米国の現物ビットコインETFから1日で5億3640万ドルの純流出が記録。マクロ経済の圧力と市場の不確実性が背景にある。
米国の現物ビットコインETFは16日、1日で合計5億3640万ドルの純流出を記録した。
これは2025年8月1日以来、単日として最大の流出額となる。
SoSoValueのデータによると、この期間中に12本のビットコインETFのうち8本で資金流出が報告された。
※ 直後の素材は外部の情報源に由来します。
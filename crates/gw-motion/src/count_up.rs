//! Numeric count-up interpolation and formatting

use serde::{Deserialize, Serialize};

use crate::constants::{COUNT_UP_DURATION_MS, COUNT_UP_SEPARATOR};
use crate::transition::Easing;

/// Count-up options, deserialized from the JS handle
#[derive(Clone, Debug, PartialEq, Serialize, Deserialize)]
#[serde(default, rename_all = "camelCase")]
pub struct CountUpOptions {
    pub start: f64,
    pub end: f64,
    pub duration_ms: f64,
    /// Wait between becoming visible and the first frame (ms)
    pub delay_ms: u32,
    pub decimals: usize,
    pub prefix: String,
    pub suffix: String,
    pub separator: String,
    /// Run once per target, ignoring later visibility changes
    pub once: bool,
    pub easing: Easing,
}

impl Default for CountUpOptions {
    fn default() -> Self {
        Self {
            start: 0.0,
            end: 0.0,
            duration_ms: COUNT_UP_DURATION_MS,
            delay_ms: 0,
            decimals: 0,
            prefix: String::new(),
            suffix: String::new(),
            separator: COUNT_UP_SEPARATOR.to_string(),
            once: true,
            easing: Easing::Linear,
        }
    }
}

impl CountUpOptions {
    /// Progress in [0, 1] after `elapsed_ms`
    pub fn progress_at(&self, elapsed_ms: f64) -> f64 {
        if self.duration_ms <= 0.0 {
            return 1.0;
        }
        (elapsed_ms / self.duration_ms).clamp(0.0, 1.0)
    }

    /// Counter value after `elapsed_ms`
    ///
    /// Exactly `end` once progress reaches 1 so the final frame never shows
    /// a rounding artifact.
    pub fn value_at(&self, elapsed_ms: f64) -> f64 {
        let progress = self.progress_at(elapsed_ms);
        if progress >= 1.0 {
            return self.end;
        }
        let eased = f64::from(self.easing.apply(progress as f32));
        self.start + eased * (self.end - self.start)
    }

    /// Render `value` with prefix, suffix, decimals and separator
    pub fn format(&self, value: f64) -> String {
        format!(
            "{}{}{}",
            self.prefix,
            format_number(value, self.decimals, &self.separator),
            self.suffix
        )
    }
}

/// Fixed-point rendering with the integer part grouped by thousands
pub fn format_number(value: f64, decimals: usize, separator: &str) -> String {
    if !value.is_finite() {
        return value.to_string();
    }

    let fixed = format!("{:.*}", decimals, value.abs());
    let (int_part, frac_part) = match fixed.split_once('.') {
        Some((int_part, frac_part)) => (int_part, Some(frac_part)),
        None => (fixed.as_str(), None),
    };

    let mut out = String::with_capacity(fixed.len() + int_part.len() / 3 * separator.len() + 1);
    let is_zero = fixed.bytes().all(|b| b == b'0' || b == b'.');
    if value < 0.0 && !is_zero {
        out.push('-');
    }
    for (i, digit) in int_part.chars().enumerate() {
        if i > 0 && (int_part.len() - i) % 3 == 0 {
            out.push_str(separator);
        }
        out.push(digit);
    }
    if let Some(frac_part) = frac_part {
        out.push('.');
        out.push_str(frac_part);
    }
    out
}
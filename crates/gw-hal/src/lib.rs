//! Ambient signal abstraction layer for the Groundwork site
//!
//! This crate defines the HAL trait that lets every motion/layout controller
//! run against different hosts (the browser, or a deterministic mock in tests)
//! by abstracting the document-level signals they observe.
//!
//! # Signals
//!
//! - **Media queries**: `matchMedia()` reads and `change` notifications
//! - **Viewport**: `innerWidth` reads and `resize` notifications
//! - **Intersection**: `IntersectionObserver` per target element
//! - **Scroll**: document or container scroll metrics and `scroll` notifications
//! - **Routing**: current path and route-change notifications
//! - **Scheduling**: `requestAnimationFrame()` and `setTimeout()`
//!
//! Every subscription returns a handle that must be released explicitly.
//! Hosts never deliver a callback for a handle after it has been released.

#![no_std]

extern crate alloc;

use alloc::boxed::Box;
use alloc::rc::Rc;
use alloc::string::String;

/// Listener invoked on every notification of a subscribed signal
pub type Listener<T> = Rc<dyn Fn(T)>;

/// One-shot callback for an animation frame, receives the frame timestamp (ms)
pub type FrameCallback = Box<dyn FnOnce(f64)>;

/// One-shot callback for an elapsed timeout
pub type TimerCallback = Box<dyn FnOnce()>;

/// Handle to an active signal subscription
#[derive(Clone, Copy, Debug, PartialEq, Eq, PartialOrd, Ord, Hash)]
pub struct SubscriptionId(pub u32);

/// Handle to a pending animation frame request
#[derive(Clone, Copy, Debug, PartialEq, Eq, PartialOrd, Ord, Hash)]
pub struct FrameHandle(pub u32);

/// Handle to a pending timeout
#[derive(Clone, Copy, Debug, PartialEq, Eq, PartialOrd, Ord, Hash)]
pub struct TimerHandle(pub u32);

/// Scroll position of the document or of a scroll container (px)
#[derive(Clone, Copy, Debug, Default, PartialEq)]
pub struct ScrollMetrics {
    pub scroll_top: f64,
    pub scroll_height: f64,
    pub client_height: f64,
}

impl ScrollMetrics {
    pub const fn new(scroll_top: f64, scroll_height: f64, client_height: f64) -> Self {
        Self {
            scroll_top,
            scroll_height,
            client_height,
        }
    }
}

/// Parameters for an intersection observation
#[derive(Clone, Copy, Debug)]
pub struct IntersectionRequest<'a, E> {
    /// Visibility ratios at which the host reports a change
    pub thresholds: &'a [f64],
    /// Containment scope (`None` = the viewport)
    pub root: Option<&'a E>,
    /// CSS margin applied around the root, e.g. `"0px 0px -50px 0px"`
    pub root_margin: &'a str,
}

/// Ambient signal abstraction
///
/// Implementations provide host-specific access to the document signals the
/// controllers subscribe to. All callbacks are delivered on the UI thread.
///
/// # Associated Types
///
/// - `Element`: Host handle to an observable element
///   - In the browser: a DOM `Element`
///   - In tests: a numeric element id
pub trait Hal: 'static {
    /// Handle to an observable element
    type Element: Clone + PartialEq + 'static;

    // === Media Queries ===

    /// Evaluate a media query once
    ///
    /// # Returns
    /// * `Ok(matches)` - Current match state
    /// * `Err(HalError::NotSupported)` - Host has no media query facility
    fn match_media(&self, query: &str) -> Result<bool, HalError>;

    /// Subscribe to match-state changes of a media query
    ///
    /// The listener receives the new match state.
    fn watch_media(&self, query: &str, listener: Listener<bool>) -> Result<SubscriptionId, HalError>;

    // === Viewport ===

    /// Current viewport width in CSS pixels
    fn viewport_width(&self) -> Result<f64, HalError>;

    /// Subscribe to viewport resizes; the listener receives the new width
    fn watch_resize(&self, listener: Listener<f64>) -> Result<SubscriptionId, HalError>;

    // === Intersection ===

    /// Observe intersection changes of `target`
    ///
    /// The listener receives `is_intersecting` for every entry, in the order
    /// the host emits them.
    ///
    /// # Returns
    /// * `Ok(SubscriptionId)` - Observer attached
    /// * `Err(HalError::NotSupported)` - Host has no intersection facility
    /// * `Err(HalError::InvalidArgument)` - Rejected threshold or margin
    fn observe_intersection(
        &self,
        target: &Self::Element,
        request: IntersectionRequest<'_, Self::Element>,
        listener: Listener<bool>,
    ) -> Result<SubscriptionId, HalError>;

    // === Scroll ===

    /// Read scroll metrics of `container` (`None` = the document)
    fn scroll_metrics(&self, container: Option<&Self::Element>) -> Result<ScrollMetrics, HalError>;

    /// Subscribe to scroll events of `container` (`None` = the document)
    fn watch_scroll(
        &self,
        container: Option<&Self::Element>,
        listener: Listener<()>,
    ) -> Result<SubscriptionId, HalError>;

    // === Routing ===

    /// Current route path
    fn current_path(&self) -> Result<String, HalError> {
        Err(HalError::NotSupported)
    }

    /// Subscribe to route changes; the listener receives the new path
    ///
    /// Hosts whose router cannot be observed return `NotSupported`; the
    /// routing shell then pushes paths to the coordinator directly.
    fn watch_route(&self, _listener: Listener<String>) -> Result<SubscriptionId, HalError> {
        Err(HalError::NotSupported)
    }

    /// Release a subscription of any kind
    ///
    /// Releasing an unknown or already released handle is a no-op.
    fn unsubscribe(&self, id: SubscriptionId);

    // === Scheduling ===

    /// Request a callback before the next repaint
    fn request_frame(&self, callback: FrameCallback) -> Result<FrameHandle, HalError>;

    /// Cancel a pending frame request (no-op if it already fired)
    fn cancel_frame(&self, handle: FrameHandle);

    /// Run `callback` after `delay_ms` milliseconds
    fn set_timeout(&self, delay_ms: u32, callback: TimerCallback) -> Result<TimerHandle, HalError>;

    /// Cancel a pending timeout (no-op if it already fired)
    fn clear_timeout(&self, handle: TimerHandle);

    // === Time & Debug ===

    /// Monotonic time in milliseconds
    fn now_ms(&self) -> f64;

    /// Write a debug message to the host console/log
    fn debug_write(&self, msg: &str);
}

/// HAL errors
#[derive(Clone, Copy, Debug, PartialEq, Eq)]
pub enum HalError {
    /// Facility not provided by this host
    NotSupported,
    /// Host object missing (no window, no document)
    Unavailable,
    /// Invalid argument (query, threshold, margin)
    InvalidArgument,
    /// Host refused to attach an observer or listener
    ObserverFailed,
    /// Host refused to schedule a frame or timeout
    SchedulingFailed,
}
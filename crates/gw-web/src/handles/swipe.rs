//! Touch swipe handle
//!
//! Pure gesture tracking; the JS side forwards touch coordinates from its
//! own `touchstart`/`touchmove`/`touchend` handlers.

use std::rc::Rc;

use gw_hal::Hal;
use gw_motion::{SwipeOptions, SwipeTracker};
use wasm_bindgen::prelude::*;

use crate::hal::{shared_hal, WebHal};
use crate::util::{parse_options, to_json};

#[wasm_bindgen]
pub struct Swipe {
    hal: Rc<WebHal>,
    tracker: SwipeTracker,
}

#[wasm_bindgen]
impl Swipe {
    /// `options_json`: `{ "minSwipeDistance": 50, "maxSwipeTimeMs": 300 }`
    #[wasm_bindgen(constructor)]
    pub fn new(options_json: &str) -> Result<Swipe, JsValue> {
        let options: SwipeOptions = parse_options(options_json)?;
        Ok(Self {
            hal: shared_hal(),
            tracker: SwipeTracker::new(options),
        })
    }

    pub fn start(&mut self, x: f64, y: f64) {
        let now = self.hal.now_ms();
        self.tracker.start(x, y, now);
    }

    /// Gesture JSON after the move, `null` when no touch is in progress
    #[wasm_bindgen(js_name = moveTo)]
    pub fn move_to(&mut self, x: f64, y: f64) -> String {
        let now = self.hal.now_ms();
        match self.tracker.move_to(x, y, now) {
            Some(gesture) => to_json(&gesture),
            None => "null".to_string(),
        }
    }

    /// Swipe direction (`"left"`, `"right"`, `"up"`, `"down"`), or `undefined`
    /// when the touch was too short or too slow
    pub fn end(&mut self) -> Option<String> {
        let now = self.hal.now_ms();
        self.tracker.end(now).map(|direction| direction.name().to_string())
    }

    pub fn cancel(&mut self) {
        self.tracker.cancel();
    }

    /// Current gesture JSON, `null` when idle
    pub fn gesture(&self) -> String {
        match self.tracker.gesture() {
            Some(gesture) => to_json(gesture),
            None => "null".to_string(),
        }
    }
}
use chrono::{DateTime, Utc};
use sea_orm::entity::prelude::*;
use serde::{Deserialize, Serialize};
use uuid::Uuid;

/// One counted line inside a stock adjustment.
///
/// `difference` is frozen at proposal time (`actual - system`); approval
/// applies this stored value even if the live quantity has moved since.
#[derive(Clone, Debug, PartialEq, DeriveEntityModel, Serialize, Deserialize)]
#[sea_orm(table_name = "stock_adjustment_items")]
pub struct Model {
    #[sea_orm(primary_key, auto_increment = false)]
    pub id: Uuid,
    pub adjustment_id: Uuid,
    pub product_id: Uuid,
    pub batch_id: Option<Uuid>,
    /// Recorded quantity at proposal time.
    pub system_quantity: i32,
    /// Physically counted quantity.
    pub actual_quantity: i32,
    pub difference: i32,
    pub created_at: DateTime<Utc>,
}

#[derive(Copy, Clone, Debug, EnumIter, DeriveRelation)]
pub enum Relation {
    #[sea_orm(
        belongs_to = "super::stock_adjustment::Entity",
        from = "Column::AdjustmentId",
        to = "super::stock_adjustment::Column::Id"
    )]
    Adjustment,
    #[sea_orm(
        belongs_to = "super::product::Entity",
        from = "Column::ProductId",
        to = "super::product::Column::Id"
    )]
    Product,
}

impl Related<super::stock_adjustment::Entity> for Entity {
    fn to() -> RelationDef {
        Relation::Adjustment.def()
    }
}

impl Related<super::product::Entity> for Entity {
    fn to() -> RelationDef {
        Relation::Product.def()
    }
}

impl ActiveModelBehavior for ActiveModel {}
流出額が最も大きかったのはアーク・インベストと21シェアーズが運用するARKBファンドで、2億7,515万ドル(約412億7,000万円)の引き出しがあった。
市場心理の悪化が流出を加速
米国の新たな関税政策を含むマクロ経済の圧力や、暗号資産(仮想通貨)市場全体での広範なレバレッジポジションの清算など、複数の要因が重なったことに起因する。
この資金流出は、前の週末に始まった歴史的な仮想通貨の清算の波と同時に発生した。
この清算では150万人以上のトレーダーに影響が及び、200億ドルを超えるレバレッジポジションが清算されたと報告されている。
この清算の波は、ドナルド・トランプ米大統領が中国からの輸入品に100%の関税を課すと発表した後に始まったとされている。
同時に、イーサリアムETFも5690万ドルの純流出を記録し、過去2取引日のプラス傾向を覆した。
ビットコインETFにとっては2日連続の流出であり、2024年1月の承認以来、概ねプラスの資金流入が続いていた期間からの転換点となった。
ビットコイン価格への影響と今後の見通し
ビットコイン(BTC)価格は11万ドルを割り込み、10万8420ドルに達した。
これは過去24時間で2.4%、過去1週間で10%、過去1カ月で7%の下落を意味し、史上最高値の12万6080ドルから14%低い水準にある。
下落局面で取引活動は活発化し、ビットコインの24時間取引高は25%増の831億ドルに達した。
ビットコイン先物の取引高は40%急増して1276億ドルとなったが、建玉は728億ドルとほぼ横ばいであった。
アナリストは、10万8000ドルの支持線が維持できなければ、ビットコイン今後は10万ドルに向けて下落する可能性があると警告している。
連続した資金流出は、一部の機関投資家がエクスポージャーを減らすか利益を確定していることを示しており、特に市場が不透明な時期には短期的な売り圧力になる可能性がある。